BEGIN DATA SUPPLIED
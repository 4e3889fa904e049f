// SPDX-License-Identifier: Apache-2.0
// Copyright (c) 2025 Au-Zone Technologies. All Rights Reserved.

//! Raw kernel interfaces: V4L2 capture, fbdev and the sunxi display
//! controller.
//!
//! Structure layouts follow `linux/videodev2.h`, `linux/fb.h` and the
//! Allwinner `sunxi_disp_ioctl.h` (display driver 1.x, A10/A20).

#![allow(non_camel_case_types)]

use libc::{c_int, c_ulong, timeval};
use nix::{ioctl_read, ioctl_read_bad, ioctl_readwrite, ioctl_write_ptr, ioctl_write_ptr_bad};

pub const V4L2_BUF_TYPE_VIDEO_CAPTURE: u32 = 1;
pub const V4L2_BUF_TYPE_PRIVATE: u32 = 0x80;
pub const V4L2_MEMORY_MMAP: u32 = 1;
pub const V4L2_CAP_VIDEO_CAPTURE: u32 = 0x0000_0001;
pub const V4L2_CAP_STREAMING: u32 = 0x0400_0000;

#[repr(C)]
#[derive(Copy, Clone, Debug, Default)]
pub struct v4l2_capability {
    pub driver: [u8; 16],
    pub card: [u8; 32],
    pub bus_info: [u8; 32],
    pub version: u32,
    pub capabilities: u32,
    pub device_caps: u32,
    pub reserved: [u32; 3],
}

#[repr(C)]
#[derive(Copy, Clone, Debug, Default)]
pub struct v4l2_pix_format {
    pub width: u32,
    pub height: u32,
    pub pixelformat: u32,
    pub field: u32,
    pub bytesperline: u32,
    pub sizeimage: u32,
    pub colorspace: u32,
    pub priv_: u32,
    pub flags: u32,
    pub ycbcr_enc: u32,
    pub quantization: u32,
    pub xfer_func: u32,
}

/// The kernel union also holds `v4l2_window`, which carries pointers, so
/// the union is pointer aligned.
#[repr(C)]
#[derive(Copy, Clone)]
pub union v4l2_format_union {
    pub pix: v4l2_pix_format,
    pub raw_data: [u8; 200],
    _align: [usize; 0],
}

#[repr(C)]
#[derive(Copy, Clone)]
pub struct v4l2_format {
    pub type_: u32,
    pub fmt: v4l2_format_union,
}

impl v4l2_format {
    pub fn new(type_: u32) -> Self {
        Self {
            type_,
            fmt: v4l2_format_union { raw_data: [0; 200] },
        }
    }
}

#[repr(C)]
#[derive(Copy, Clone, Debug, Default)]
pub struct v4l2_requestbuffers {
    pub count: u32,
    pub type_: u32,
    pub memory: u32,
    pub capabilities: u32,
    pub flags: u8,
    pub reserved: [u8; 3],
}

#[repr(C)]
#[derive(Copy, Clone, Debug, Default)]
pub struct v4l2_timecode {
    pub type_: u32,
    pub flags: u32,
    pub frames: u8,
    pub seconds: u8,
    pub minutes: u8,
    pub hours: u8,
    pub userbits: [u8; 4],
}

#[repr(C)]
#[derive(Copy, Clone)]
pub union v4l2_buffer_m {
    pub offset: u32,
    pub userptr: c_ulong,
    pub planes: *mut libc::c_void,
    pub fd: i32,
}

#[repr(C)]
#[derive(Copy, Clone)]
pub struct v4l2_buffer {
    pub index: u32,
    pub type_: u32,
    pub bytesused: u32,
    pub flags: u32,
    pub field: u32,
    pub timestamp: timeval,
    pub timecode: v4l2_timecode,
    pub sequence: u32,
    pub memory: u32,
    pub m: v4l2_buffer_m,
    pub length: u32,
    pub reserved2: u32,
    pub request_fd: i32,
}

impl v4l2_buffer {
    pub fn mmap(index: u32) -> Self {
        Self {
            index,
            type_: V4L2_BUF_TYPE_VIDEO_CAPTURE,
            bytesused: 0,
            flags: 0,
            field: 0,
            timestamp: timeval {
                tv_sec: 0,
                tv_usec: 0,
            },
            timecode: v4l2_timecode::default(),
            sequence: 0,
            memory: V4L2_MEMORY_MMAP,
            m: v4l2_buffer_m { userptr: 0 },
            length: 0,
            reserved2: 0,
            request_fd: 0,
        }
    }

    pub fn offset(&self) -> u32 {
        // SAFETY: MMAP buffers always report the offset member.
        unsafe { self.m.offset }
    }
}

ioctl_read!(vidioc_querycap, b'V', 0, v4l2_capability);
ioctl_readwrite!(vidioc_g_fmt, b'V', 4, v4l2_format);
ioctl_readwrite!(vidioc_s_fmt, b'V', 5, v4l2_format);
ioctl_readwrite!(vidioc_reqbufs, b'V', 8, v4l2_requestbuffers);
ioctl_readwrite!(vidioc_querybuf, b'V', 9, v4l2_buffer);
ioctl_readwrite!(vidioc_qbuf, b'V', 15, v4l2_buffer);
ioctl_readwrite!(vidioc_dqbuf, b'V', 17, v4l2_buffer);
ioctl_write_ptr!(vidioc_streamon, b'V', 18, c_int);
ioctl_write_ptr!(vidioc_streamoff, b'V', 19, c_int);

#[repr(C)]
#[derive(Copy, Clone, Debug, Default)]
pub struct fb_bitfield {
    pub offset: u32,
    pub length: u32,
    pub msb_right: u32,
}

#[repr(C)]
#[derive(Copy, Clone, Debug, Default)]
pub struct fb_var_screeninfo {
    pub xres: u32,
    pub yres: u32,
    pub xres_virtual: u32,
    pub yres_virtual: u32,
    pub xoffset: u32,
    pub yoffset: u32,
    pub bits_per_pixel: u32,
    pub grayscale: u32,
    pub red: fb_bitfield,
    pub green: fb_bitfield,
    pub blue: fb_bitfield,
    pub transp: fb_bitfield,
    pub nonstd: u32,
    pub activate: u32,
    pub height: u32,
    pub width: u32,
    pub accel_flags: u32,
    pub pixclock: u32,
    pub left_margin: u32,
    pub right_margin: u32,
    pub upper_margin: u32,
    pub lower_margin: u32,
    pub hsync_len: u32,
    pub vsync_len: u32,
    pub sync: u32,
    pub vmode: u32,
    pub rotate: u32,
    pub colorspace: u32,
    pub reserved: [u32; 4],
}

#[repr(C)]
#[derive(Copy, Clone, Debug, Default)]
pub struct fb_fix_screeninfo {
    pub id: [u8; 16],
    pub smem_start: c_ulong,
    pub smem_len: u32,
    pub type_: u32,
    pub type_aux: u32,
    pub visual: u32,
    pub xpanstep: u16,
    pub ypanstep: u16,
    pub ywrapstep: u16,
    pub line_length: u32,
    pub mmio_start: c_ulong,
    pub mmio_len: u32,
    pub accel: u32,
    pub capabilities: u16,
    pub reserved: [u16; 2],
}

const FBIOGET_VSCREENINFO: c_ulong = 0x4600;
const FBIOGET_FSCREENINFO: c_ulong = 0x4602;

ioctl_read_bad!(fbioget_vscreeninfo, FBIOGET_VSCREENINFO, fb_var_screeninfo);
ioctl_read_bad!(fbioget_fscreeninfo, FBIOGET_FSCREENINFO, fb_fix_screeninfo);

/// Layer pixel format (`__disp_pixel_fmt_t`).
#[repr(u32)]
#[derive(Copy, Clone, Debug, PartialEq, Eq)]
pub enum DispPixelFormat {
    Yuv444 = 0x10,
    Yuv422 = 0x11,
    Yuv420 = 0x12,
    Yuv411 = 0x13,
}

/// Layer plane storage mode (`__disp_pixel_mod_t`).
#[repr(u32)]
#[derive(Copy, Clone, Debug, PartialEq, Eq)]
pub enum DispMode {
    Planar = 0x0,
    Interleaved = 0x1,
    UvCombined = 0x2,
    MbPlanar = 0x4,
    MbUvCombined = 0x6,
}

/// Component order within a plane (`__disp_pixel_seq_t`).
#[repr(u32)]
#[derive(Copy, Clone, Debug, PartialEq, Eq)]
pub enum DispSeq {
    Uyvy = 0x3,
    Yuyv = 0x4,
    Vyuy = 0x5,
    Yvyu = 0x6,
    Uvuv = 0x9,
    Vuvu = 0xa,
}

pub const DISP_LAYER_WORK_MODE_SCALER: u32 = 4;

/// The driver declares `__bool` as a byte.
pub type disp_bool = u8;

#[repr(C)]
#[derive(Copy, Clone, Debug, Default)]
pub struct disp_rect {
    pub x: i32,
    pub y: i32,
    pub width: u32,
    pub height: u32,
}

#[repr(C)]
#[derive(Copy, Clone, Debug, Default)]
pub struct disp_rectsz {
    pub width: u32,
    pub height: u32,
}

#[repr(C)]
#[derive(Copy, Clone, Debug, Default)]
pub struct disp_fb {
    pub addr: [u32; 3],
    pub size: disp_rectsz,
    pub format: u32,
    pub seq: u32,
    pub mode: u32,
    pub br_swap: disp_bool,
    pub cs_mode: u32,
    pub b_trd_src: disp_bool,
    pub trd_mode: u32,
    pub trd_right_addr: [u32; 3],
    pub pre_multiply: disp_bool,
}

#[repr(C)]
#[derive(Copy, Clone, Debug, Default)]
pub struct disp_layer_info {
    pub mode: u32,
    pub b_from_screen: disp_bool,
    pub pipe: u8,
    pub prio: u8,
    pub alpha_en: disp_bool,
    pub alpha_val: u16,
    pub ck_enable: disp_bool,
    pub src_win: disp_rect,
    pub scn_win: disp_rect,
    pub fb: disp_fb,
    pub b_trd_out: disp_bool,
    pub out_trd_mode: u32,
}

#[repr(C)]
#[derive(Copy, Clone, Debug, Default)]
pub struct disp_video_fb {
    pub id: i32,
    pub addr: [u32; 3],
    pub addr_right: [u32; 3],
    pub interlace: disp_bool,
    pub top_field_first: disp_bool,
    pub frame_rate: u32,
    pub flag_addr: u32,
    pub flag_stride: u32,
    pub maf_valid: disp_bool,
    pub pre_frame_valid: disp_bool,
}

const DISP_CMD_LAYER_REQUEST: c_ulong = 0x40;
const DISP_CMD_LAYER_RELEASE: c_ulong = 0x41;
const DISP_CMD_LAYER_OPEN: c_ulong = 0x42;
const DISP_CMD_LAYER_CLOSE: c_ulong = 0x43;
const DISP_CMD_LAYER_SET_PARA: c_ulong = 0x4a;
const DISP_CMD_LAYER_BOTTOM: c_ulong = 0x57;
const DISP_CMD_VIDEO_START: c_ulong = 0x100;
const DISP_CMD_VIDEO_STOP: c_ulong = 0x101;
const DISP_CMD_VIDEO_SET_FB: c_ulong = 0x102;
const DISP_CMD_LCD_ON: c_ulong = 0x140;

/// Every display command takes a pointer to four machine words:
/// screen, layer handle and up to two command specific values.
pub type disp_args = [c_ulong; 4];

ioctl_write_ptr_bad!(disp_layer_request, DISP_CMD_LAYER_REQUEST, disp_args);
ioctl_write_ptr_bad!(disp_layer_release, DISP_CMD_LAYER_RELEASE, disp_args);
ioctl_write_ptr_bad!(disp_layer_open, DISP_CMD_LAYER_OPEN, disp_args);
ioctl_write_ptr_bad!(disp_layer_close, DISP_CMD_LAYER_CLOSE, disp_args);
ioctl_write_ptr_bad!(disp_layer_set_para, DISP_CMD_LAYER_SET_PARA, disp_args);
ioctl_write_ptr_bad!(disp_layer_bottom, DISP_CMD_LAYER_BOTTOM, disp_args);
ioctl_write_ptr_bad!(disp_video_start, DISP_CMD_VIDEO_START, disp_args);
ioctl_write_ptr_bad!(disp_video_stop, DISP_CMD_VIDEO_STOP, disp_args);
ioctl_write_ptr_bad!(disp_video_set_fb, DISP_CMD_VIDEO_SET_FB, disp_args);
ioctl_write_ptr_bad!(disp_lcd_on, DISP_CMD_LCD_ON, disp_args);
END DATA SUPPLIED
BEGIN DATA SUPPLIED
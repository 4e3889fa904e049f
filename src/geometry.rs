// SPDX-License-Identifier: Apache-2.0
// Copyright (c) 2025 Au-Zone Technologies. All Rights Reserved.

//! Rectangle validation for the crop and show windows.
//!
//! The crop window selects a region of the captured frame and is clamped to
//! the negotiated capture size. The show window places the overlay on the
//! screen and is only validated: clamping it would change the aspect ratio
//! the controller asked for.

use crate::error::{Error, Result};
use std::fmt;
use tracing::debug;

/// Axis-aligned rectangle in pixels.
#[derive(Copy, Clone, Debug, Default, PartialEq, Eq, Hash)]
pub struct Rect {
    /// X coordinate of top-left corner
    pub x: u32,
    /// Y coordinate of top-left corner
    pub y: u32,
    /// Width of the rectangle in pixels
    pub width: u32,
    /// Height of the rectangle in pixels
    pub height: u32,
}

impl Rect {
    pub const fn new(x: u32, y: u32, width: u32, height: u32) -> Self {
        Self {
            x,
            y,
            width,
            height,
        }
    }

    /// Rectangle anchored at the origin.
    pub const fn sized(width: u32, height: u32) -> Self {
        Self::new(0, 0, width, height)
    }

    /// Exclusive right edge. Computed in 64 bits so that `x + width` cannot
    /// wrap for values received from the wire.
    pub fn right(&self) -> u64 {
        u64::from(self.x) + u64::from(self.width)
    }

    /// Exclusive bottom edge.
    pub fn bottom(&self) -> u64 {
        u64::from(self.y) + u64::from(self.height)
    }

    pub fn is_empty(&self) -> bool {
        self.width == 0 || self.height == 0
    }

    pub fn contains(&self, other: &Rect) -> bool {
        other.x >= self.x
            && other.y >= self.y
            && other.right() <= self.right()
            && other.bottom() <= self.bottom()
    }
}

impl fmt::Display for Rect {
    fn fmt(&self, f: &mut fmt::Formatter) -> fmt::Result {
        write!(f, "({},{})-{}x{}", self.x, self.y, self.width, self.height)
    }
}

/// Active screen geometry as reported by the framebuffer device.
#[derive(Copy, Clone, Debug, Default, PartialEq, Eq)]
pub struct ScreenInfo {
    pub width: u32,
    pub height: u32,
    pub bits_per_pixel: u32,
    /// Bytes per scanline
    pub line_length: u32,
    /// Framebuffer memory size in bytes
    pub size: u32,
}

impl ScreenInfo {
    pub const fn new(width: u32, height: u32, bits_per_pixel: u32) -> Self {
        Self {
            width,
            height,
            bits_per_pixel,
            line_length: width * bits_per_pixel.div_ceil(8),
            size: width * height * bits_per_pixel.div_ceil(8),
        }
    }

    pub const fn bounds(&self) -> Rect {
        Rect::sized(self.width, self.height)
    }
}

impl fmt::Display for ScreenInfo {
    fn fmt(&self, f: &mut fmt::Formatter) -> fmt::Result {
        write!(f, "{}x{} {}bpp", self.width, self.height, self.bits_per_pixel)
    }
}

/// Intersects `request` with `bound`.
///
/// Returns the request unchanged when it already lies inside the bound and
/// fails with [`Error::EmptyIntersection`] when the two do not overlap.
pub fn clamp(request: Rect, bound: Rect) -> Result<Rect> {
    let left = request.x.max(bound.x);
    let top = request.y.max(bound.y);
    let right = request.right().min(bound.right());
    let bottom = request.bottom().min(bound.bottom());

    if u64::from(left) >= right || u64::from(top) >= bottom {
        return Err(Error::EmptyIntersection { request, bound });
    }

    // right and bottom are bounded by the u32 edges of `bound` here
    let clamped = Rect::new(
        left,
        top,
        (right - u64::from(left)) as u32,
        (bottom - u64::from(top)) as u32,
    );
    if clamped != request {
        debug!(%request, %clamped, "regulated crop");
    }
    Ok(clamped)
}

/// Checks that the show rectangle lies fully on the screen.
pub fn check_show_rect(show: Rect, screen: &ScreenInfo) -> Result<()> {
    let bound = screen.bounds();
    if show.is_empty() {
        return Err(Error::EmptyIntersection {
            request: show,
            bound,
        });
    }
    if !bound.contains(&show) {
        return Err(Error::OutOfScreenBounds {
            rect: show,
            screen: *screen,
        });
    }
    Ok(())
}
END DATA SUPPLIED
Every line of the entries that includes "pixels" must be copied into the answer.

/// Axis-aligned rectangle in pixels.
    /// Width of the rectangle in pixels
    /// Height of the rectangle in pixels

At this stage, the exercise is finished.